---------- Available data

//! The tagged error set `sockd` surfaces from its public API.
//!
//! `RateLimited` and `PolicyRejected` deliberately do not appear here:
//! both are handled entirely locally (logged, connection dropped) and
//! never escape the handler as a propagated error.

use std::io;

#[derive(Debug, thiserror::Error)]
pub enum SockError {
    #[error("invalid configuration: {0}")]
    ConfigInvalid(String),

    #[error("failed to bind listener: {0}")]
    BindFailed(#[source] io::Error),

    #[error("failed to resolve destination: {0}")]
    ResolveFailed(String),

    #[error("AEAD/stream decryption failed")]
    DecryptFailed,

    #[error("malformed frame: {0}")]
    MalformedFrame(String),

    #[error("malformed destination header: {0}")]
    MalformedHeader(String),

    #[error("failed to dial upstream: {0}")]
    UpstreamDialFailed(#[source] io::Error),

    #[error("failed to resolve upstream name: {0}")]
    UpstreamResolveFailed(String),

    #[error("sub-daemon is in emergency lockdown")]
    LockedDown,

    #[error(transparent)]
    Io(#[from] io::Error),
}

impl From<sockd_crypto::CryptoError> for SockError {
    #[inline]
    fn from(_: sockd_crypto::CryptoError) -> Self {
        SockError::DecryptFailed
    }
}

impl From<sockd_proto::FrameError> for SockError {
    #[inline]
    fn from(err: sockd_proto::FrameError) -> Self {
        match err {
            sockd_proto::FrameError::Open(_) => SockError::DecryptFailed,
            sockd_proto::FrameError::InvalidLength(len) => {
                SockError::MalformedFrame(format!("invalid length {len}"))
            }
            sockd_proto::FrameError::Io(io_err) => SockError::Io(io_err),
        }
    }
}

impl From<sockd_proto::AddressCodecError> for SockError {
    #[inline]
    fn from(err: sockd_proto::AddressCodecError) -> Self {
        SockError::MalformedHeader(err.to_string())
    }
}

pub type SockResult<T> = Result<T, SockError>;
//! Per-actor admission rate limiter.
//!
//! An `Instant`-based housekeeping interval, checked against the current
//! time on every hit, generalized into a standalone, mutex-guarded
//! counter. A single mutex is enough here since the critical section is
//! O(1).

use std::collections::{HashMap, HashSet};
use std::sync::Mutex;
use std::time::{Duration, Instant};

use crate::logging::Logger;

struct State {
    interval_anchor: Instant,
    counts: HashMap<String, u32>,
    logged_once: HashSet<String>,
}

/// Per-actor hit counter that resets on a fixed wall-clock interval, with
/// a one-shot log line on the first rejection per interval per actor.
pub struct RateLimiter {
    interval: Duration,
    max_hits: u32,
    state: Mutex<State>,
    log: Logger,
}

impl RateLimiter {
    /// Constructs a limiter for `(interval_seconds, max_hits)`, applying
    /// the calibration quirk: if `interval_seconds == 1`
    /// and `max_hits` is divisible by one of `{11, 7, 5, 3, 2}` (first
    /// divisor that divides `max_hits`, checked in that order), both are
    /// scaled up by that factor to reduce log spam while preserving the
    /// same admitted rate.
    pub fn new(interval_seconds: u64, max_hits: u32, log: Logger) -> RateLimiter {
        let (interval_seconds, max_hits) = Self::calibrate(interval_seconds, max_hits);

        RateLimiter {
            interval: Duration::from_secs(interval_seconds),
            max_hits,
            state: Mutex::new(State {
                interval_anchor: Instant::now(),
                counts: HashMap::new(),
                logged_once: HashSet::new(),
            }),
            log,
        }
    }

    fn calibrate(interval_seconds: u64, max_hits: u32) -> (u64, u32) {
        if interval_seconds != 1 {
            return (interval_seconds, max_hits);
        }
        for divisor in [11, 7, 5, 3, 2] {
            if max_hits % divisor == 0 {
                return (interval_seconds * divisor as u64, max_hits * divisor);
            }
        }
        (interval_seconds, max_hits)
    }

    /// Attempts to admit one request from `actor`. Returns `true` if
    /// admitted, `false` if rejected. A rejection logs once per interval
    /// per actor; subsequent rejections in the same interval are silent.
    pub fn admit(&self, actor: &str) -> bool {
        let mut state = self.state.lock().expect("rate limiter mutex poisoned");

        if state.interval_anchor.elapsed() >= self.interval {
            state.counts.clear();
            state.logged_once.clear();
            state.interval_anchor = Instant::now();
        }

        let count = state.counts.entry(actor.to_string()).or_insert(0);
        if *count >= self.max_hits {
            if state.logged_once.insert(actor.to_string()) {
                slog::info!(self.log, "rate limit exceeded"; "actor" => actor, "limit" => self.max_hits);
            }
            return false;
        }

        *count += 1;
        true
    }
}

--------------------

● Task instructions
For this exercise, write out all of the data exactly.

● Answer box
//! The tagged error set `sockd` surfaces from its public API.
//!
//! `RateLimited` and `PolicyRejected` deliberately do not appear here:
//! both are handled entirely locally (logged, connection dropped) and
//! never escape the handler as a propagated error.

use std::io;

#[derive(Debug, thiserror::Error)]
pub enum SockError {
    #[error("invalid configuration: {0}")]
    ConfigInvalid(String),

    #[error("failed to bind listener: {0}")]
    BindFailed(#[source] io::Error),

    #[error("failed to resolve destination: {0}")]
    ResolveFailed(String),

    #[error("AEAD/stream decryption failed")]
    DecryptFailed,

    #[error("malformed frame: {0}")]
    MalformedFrame(String),

    #[error("malformed destination header: {0}")]
    MalformedHeader(String),

    #[error("failed to dial upstream: {0}")]
    UpstreamDialFailed(#[source] io::Error),

    #[error("failed to resolve upstream name: {0}")]
    UpstreamResolveFailed(String),

    #[error("sub-daemon is in emergency lockdown")]
    LockedDown,

    #[error(transparent)]
    Io(#[from] io::Error),
}

impl From<sockd_crypto::CryptoError> for SockError {
    #[inline]
    fn from(_: sockd_crypto::CryptoError) -> Self {
        SockError::DecryptFailed
    }
}

impl From<sockd_proto::FrameError> for SockError {
    #[inline]
    fn from(err: sockd_proto::FrameError) -> Self {
        match err {
            sockd_proto::FrameError::Open(_) => SockError::DecryptFailed,
            sockd_proto::FrameError::InvalidLength(len) => {
                SockError::MalformedFrame(format!("invalid length {len}"))
            }
            sockd_proto::FrameError::Io(io_err) => SockError::Io(io_err),
        }
    }
}

impl From<sockd_proto::AddressCodecError> for SockError {
    #[inline]
    fn from(err: sockd_proto::AddressCodecError) -> Self {
        SockError::MalformedHeader(err.to_string())
    }
}

pub type SockResult<T> = Result<T, SockError>;
//! Per-actor admission rate limiter.
//!
//! An `Instant`-based housekeeping interval, checked against the current
//! time on every hit, generalized into a standalone, mutex-guarded
//! counter. A single mutex is enough here since the critical section is
//! O(1).

use std::collections::{HashMap, HashSet};
use std::sync::Mutex;
use std::time::{Duration, Instant};

use crate::logging::Logger;

struct State {
    interval_anchor: Instant,
    counts: HashMap<String, u32>,
    logged_once: HashSet<String>,
}

/// Per-actor hit counter that resets on a fixed wall-clock interval, with
/// a one-shot log line on the first rejection per interval per actor.
pub struct RateLimiter {
    interval: Duration,
    max_hits: u32,
    state: Mutex<State>,
    log: Logger,
}

impl RateLimiter {
    /// Constructs a limiter for `(interval_seconds, max_hits)`, applying
    /// the calibration quirk: if `interval_seconds == 1`
    /// and `max_hits` is divisible by one of `{11, 7, 5, 3, 2}` (first
    /// divisor that divides `max_hits`, checked in that order), both are
    /// scaled up by that factor to reduce log spam while preserving the
    /// same admitted rate.
    pub fn new(interval_seconds: u64, max_hits: u32, log: Logger) -> RateLimiter {
        let (interval_seconds, max_hits) = Self::calibrate(interval_seconds, max_hits);

        RateLimiter {
            interval: Duration::from_secs(interval_seconds),
            max_hits,
            state: Mutex::new(State {
                interval_anchor: Instant::now(),
                counts: HashMap::new(),
                logged_once: HashSet::new(),
            }),
            log,
        }
    }

    fn calibrate(interval_seconds: u64, max_hits: u32) -> (u64, u32) {
        if interval_seconds != 1 {
            return (interval_seconds, max_hits);
        }
        for divisor in [11, 7, 5, 3, 2] {
            if max_hits % divisor == 0 {
                return (interval_seconds * divisor as u64, max_hits * divisor);
            }
        }
        (interval_seconds, max_hits)
    }

    /// Attempts to admit one request from `actor`. Returns `true` if
    /// admitted, `false` if rejected. A rejection logs once per interval
    /// per actor; subsequent rejections in the same interval are silent.
    pub fn admit(&self, actor: &str) -> bool {
        let mut state = self.state.lock().expect("rate limiter mutex poisoned");

        if state.interval_anchor.elapsed() >= self.interval {
            state.counts.clear();
            state.logged_once.clear();
            state.interval_anchor = Instant::now();
        }

        let count = state.counts.entry(actor.to_string()).or_insert(0);
        if *count >= self.max_hits {
            if state.logged_once.insert(actor.to_string()) {
                slog::info!(self.log, "rate limit exceeded"; "actor" => actor, "limit" => self.max_hits);
            }
            return false;
        }

        *count += 1;
        true
    }
}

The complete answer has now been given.